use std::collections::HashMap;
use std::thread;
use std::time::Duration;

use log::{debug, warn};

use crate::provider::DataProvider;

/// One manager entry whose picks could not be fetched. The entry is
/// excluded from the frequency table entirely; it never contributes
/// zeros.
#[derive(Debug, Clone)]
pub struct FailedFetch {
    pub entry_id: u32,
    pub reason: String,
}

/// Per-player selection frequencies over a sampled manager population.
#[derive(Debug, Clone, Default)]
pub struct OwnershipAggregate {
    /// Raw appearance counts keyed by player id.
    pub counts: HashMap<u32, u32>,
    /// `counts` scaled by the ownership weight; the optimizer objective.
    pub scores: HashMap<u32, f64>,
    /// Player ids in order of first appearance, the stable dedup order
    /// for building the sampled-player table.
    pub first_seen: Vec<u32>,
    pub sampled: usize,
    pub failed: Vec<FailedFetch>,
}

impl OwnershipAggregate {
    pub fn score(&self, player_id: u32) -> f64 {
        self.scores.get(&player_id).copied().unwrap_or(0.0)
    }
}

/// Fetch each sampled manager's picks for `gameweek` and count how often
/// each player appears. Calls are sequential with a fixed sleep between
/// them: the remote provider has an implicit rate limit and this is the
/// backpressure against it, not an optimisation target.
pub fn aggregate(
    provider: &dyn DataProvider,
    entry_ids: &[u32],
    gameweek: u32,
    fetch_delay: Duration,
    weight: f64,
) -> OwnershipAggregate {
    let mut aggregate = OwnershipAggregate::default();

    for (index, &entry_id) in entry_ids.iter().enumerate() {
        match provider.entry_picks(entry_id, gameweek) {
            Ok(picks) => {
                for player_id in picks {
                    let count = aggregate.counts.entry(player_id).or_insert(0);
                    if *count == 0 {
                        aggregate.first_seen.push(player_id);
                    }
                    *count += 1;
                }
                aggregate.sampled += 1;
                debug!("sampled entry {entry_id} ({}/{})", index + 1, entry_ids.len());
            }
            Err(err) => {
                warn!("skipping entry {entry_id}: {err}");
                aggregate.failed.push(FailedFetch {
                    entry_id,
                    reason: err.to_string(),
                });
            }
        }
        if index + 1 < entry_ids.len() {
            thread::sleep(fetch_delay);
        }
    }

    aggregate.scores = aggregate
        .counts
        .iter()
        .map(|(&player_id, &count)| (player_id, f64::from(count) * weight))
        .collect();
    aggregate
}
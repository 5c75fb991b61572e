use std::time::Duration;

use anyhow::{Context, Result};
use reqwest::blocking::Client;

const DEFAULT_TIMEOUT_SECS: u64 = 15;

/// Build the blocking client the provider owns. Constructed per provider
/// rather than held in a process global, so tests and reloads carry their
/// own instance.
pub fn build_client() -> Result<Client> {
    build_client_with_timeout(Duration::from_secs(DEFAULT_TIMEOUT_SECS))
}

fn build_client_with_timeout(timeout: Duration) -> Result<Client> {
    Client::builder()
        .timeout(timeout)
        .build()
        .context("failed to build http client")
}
────────────────
[TASK PROMPT]: Say how many lines in the listing include the word "FailedFetch", giving nothing but the number.

[TASK RESPONSE]: 3